◆ What you will do
Copy every line of the records below that holds the word "UserId".

◆ Collected data entries

-*-

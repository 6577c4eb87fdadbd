//! Comment model.
//!
//! # Invariants
//! - At most one comment exists per `(user_id, post_id)` pair.
//! - `deleted_at` is persisted but no operation sets it.

use super::post::PostId;
use super::user::UserId;
use super::{require_non_blank, EpochMs, ValidationError};
use serde::{Deserialize, Serialize};

pub type CommentId = i64;

/// Stored comment row.
#[derive(Debug, Clone, PartialEq, Eq, Serialize, Deserialize)]
pub struct Comment {
    pub id: CommentId,
    pub user_id: UserId,
    pub post_id: PostId,
    pub content: String,
    pub is_published: bool,
    pub published_at: Option<EpochMs>,
    pub deleted_at: Option<EpochMs>,
    pub created_at: EpochMs,
    pub updated_at: EpochMs,
}

/// Author-editable comment fields.
#[derive(Debug, Clone, Default, PartialEq, Eq)]
pub struct CommentDraft {
    pub content: String,
    pub is_published: bool,
}

impl CommentDraft {
    pub fn new(content: impl Into<String>) -> Self {
        Self {
            content: content.into().trim().to_string(),
            is_published: false,
        }
    }

    pub fn published(mut self, is_published: bool) -> Self {
        self.is_published = is_published;
        self
    }

    pub fn validate(&self) -> Result<(), ValidationError> {
        require_non_blank("content", &self.content)
    }
}
//! Blog domain model.
//!
//! # Responsibility
//! - Define the stored shape of users, posts and comments.
//! - Define the writable field sets accepted by create/update paths.
//! - Validate field sets before they reach SQL.
//!
//! # Invariants
//! - Identifiers are assigned by the store and never reused.
//! - Timestamps are Unix epoch milliseconds.

use std::error::Error;
use std::fmt::{Display, Formatter};

pub mod comment;
pub mod post;
pub mod user;

/// Unix epoch milliseconds as stored in `*_at` columns.
pub type EpochMs = i64;

/// Field-level validation failure raised before any SQL runs.
#[derive(Debug, Clone, PartialEq, Eq)]
pub enum ValidationError {
    /// Field is empty after trimming.
    BlankField(&'static str),
    /// Email does not look like `local@domain`.
    InvalidEmail(String),
    /// Username contains whitespace.
    InvalidUsername(String),
}

impl Display for ValidationError {
    fn fmt(&self, f: &mut Formatter<'_>) -> std::fmt::Result {
        match self {
            Self::BlankField(field) => write!(f, "{field} must not be blank"),
            Self::InvalidEmail(value) => write!(f, "invalid email address: `{value}`"),
            Self::InvalidUsername(value) => {
                write!(f, "username must not contain whitespace: `{value}`")
            }
        }
    }
}

impl Error for ValidationError {}

pub(crate) fn require_non_blank(field: &'static str, value: &str) -> Result<(), ValidationError> {
    if value.trim().is_empty() {
        return Err(ValidationError::BlankField(field));
    }
    Ok(())
}

pub(crate) fn trim_optional(value: Option<String>) -> Option<String> {
    value
        .map(|v| v.trim().to_string())
        .filter(|v| !v.is_empty())
}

-*-

◆ Solved exercise
use super::user::UserId;
    pub user_id: UserId,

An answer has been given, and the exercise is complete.